BEGIN
use std::path::PathBuf;

use clap::{Parser, Subcommand};
use lifeline_model::{
    service::SurvivalService,
    store::{ModelStore, StoreConfig},
};
use tracing_subscriber::EnvFilter;

use self::{model_info::ModelInfoArg, predict::PredictArg, train::TrainArg};

mod model_info;
mod predict;
mod train;

#[derive(Debug, Clone, Parser)]
#[command(author, version, about, long_about = None)]
pub struct CommandArgs {
    /// Directory holding the persisted model
    #[arg(
        long,
        global = true,
        env = "LIFELINE_MODEL_DIR",
        default_value = StoreConfig::DEFAULT_ROOT
    )]
    model_dir: PathBuf,
    #[command(subcommand)]
    mode: Mode,
}

#[derive(Debug, Clone, Subcommand)]
enum Mode {
    /// Train a model from labelled records
    Train(#[clap(flatten)] TrainArg),
    /// Predict survival for one record
    Predict(#[clap(flatten)] PredictArg),
    /// Show the current model
    ModelInfo(#[clap(flatten)] ModelInfoArg),
}

pub fn run() -> anyhow::Result<()> {
    init_tracing();
    let args = CommandArgs::parse();
    let service = SurvivalService::new(ModelStore::new(StoreConfig::new(args.model_dir)));
    match args.mode {
        Mode::Train(arg) => train::run(&service, &arg)?,
        Mode::Predict(arg) => predict::run(&service, &arg)?,
        Mode::ModelInfo(arg) => model_info::run(&service, &arg)?,
    }
    Ok(())
}

fn init_tracing() {
    let filter = EnvFilter::try_from_default_env().unwrap_or_else(|_| EnvFilter::new("info"));
    tracing_subscriber::fmt()
        .with_env_filter(filter)
        .with_writer(std::io::stderr)
        .init();
}
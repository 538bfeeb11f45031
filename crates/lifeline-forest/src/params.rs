use serde::{Deserialize, Serialize};

/// Number of trees in the ensemble.
pub const TREE_COUNT: usize = 100;
/// Maximum depth of every tree (the root is at depth 0).
pub const MAX_DEPTH: usize = 10;
/// Nodes with fewer samples than this become leaves.
pub const MIN_SAMPLES_SPLIT: usize = 5;
/// Seed of the master RNG that derives every per-tree seed.
pub const RANDOM_SEED: u64 = 42;

/// Fixed forest hyperparameters.
///
/// These are chosen for small-to-medium tabular data and are not tuned at runtime. The struct
/// exists so the values travel with a persisted model and can be reported back to callers.
#[derive(Debug, Clone, Copy, PartialEq, Eq, Serialize, Deserialize)]
pub struct ForestParams {
    pub tree_count: usize,
    pub max_depth: usize,
    pub min_samples_split: usize,
    pub seed: u64,
}

impl ForestParams {
    pub const DEFAULT: Self = Self {
        tree_count: TREE_COUNT,
        max_depth: MAX_DEPTH,
        min_samples_split: MIN_SAMPLES_SPLIT,
        seed: RANDOM_SEED,
    };

    /// Number of candidate features examined at each split: `max(1, floor(sqrt(n)))`.
    #[expect(
        clippy::cast_possible_truncation,
        clippy::cast_sign_loss,
        clippy::cast_precision_loss
    )]
    #[must_use]
    pub fn features_per_split(feature_count: usize) -> usize {
        ((feature_count as f64).sqrt() as usize).max(1)
    }
}

impl Default for ForestParams {
    fn default() -> Self {
        Self::DEFAULT
    }
}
END
(Instructions to follow):
Each entry in the listing is to be copied exactly.

(Reply):
use std::path::PathBuf;

use clap::{Parser, Subcommand};
use lifeline_model::{
    service::SurvivalService,
    store::{ModelStore, StoreConfig},
};
use tracing_subscriber::EnvFilter;

use self::{model_info::ModelInfoArg, predict::PredictArg, train::TrainArg};

mod model_info;
mod predict;
mod train;

#[derive(Debug, Clone, Parser)]
#[command(author, version, about, long_about = None)]
pub struct CommandArgs {
    /// Directory holding the persisted model
    #[arg(
        long,
        global = true,
        env = "LIFELINE_MODEL_DIR",
        default_value = StoreConfig::DEFAULT_ROOT
    )]
    model_dir: PathBuf,
    #[command(subcommand)]
    mode: Mode,
}

#[derive(Debug, Clone, Subcommand)]
enum Mode {
    /// Train a model from labelled records
    Train(#[clap(flatten)] TrainArg),
    /// Predict survival for one record
    Predict(#[clap(flatten)] PredictArg),
    /// Show the current model
    ModelInfo(#[clap(flatten)] ModelInfoArg),
}

pub fn run() -> anyhow::Result<()> {
    init_tracing();
    let args = CommandArgs::parse();
    let service = SurvivalService::new(ModelStore::new(StoreConfig::new(args.model_dir)));
    match args.mode {
        Mode::Train(arg) => train::run(&service, &arg)?,
        Mode::Predict(arg) => predict::run(&service, &arg)?,
        Mode::ModelInfo(arg) => model_info::run(&service, &arg)?,
    }
    Ok(())
}

fn init_tracing() {
    let filter = EnvFilter::try_from_default_env().unwrap_or_else(|_| EnvFilter::new("info"));
    tracing_subscriber::fmt()
        .with_env_filter(filter)
        .with_writer(std::io::stderr)
        .init();
}
repository 538bfeeb11f45031
filename crates/lifeline-forest/src/params.rs
use serde::{Deserialize, Serialize};

/// Number of trees in the ensemble.
pub const TREE_COUNT: usize = 100;
/// Maximum depth of every tree (the root is at depth 0).
pub const MAX_DEPTH: usize = 10;
/// Nodes with fewer samples than this become leaves.
pub const MIN_SAMPLES_SPLIT: usize = 5;
/// Seed of the master RNG that derives every per-tree seed.
pub const RANDOM_SEED: u64 = 42;

/// Fixed forest hyperparameters.
///
/// These are chosen for small-to-medium tabular data and are not tuned at runtime. The struct
/// exists so the values travel with a persisted model and can be reported back to callers.
#[derive(Debug, Clone, Copy, PartialEq, Eq, Serialize, Deserialize)]
pub struct ForestParams {
    pub tree_count: usize,
    pub max_depth: usize,
    pub min_samples_split: usize,
    pub seed: u64,
}

impl ForestParams {
    pub const DEFAULT: Self = Self {
        tree_count: TREE_COUNT,
        max_depth: MAX_DEPTH,
        min_samples_split: MIN_SAMPLES_SPLIT,
        seed: RANDOM_SEED,
    };

    /// Number of candidate features examined at each split: `max(1, floor(sqrt(n)))`.
    #[expect(
        clippy::cast_possible_truncation,
        clippy::cast_sign_loss,
        clippy::cast_precision_loss
    )]
    #[must_use]
    pub fn features_per_split(feature_count: usize) -> usize {
        ((feature_count as f64).sqrt() as usize).max(1)
    }
}

impl Default for ForestParams {
    fn default() -> Self {
        Self::DEFAULT
    }
}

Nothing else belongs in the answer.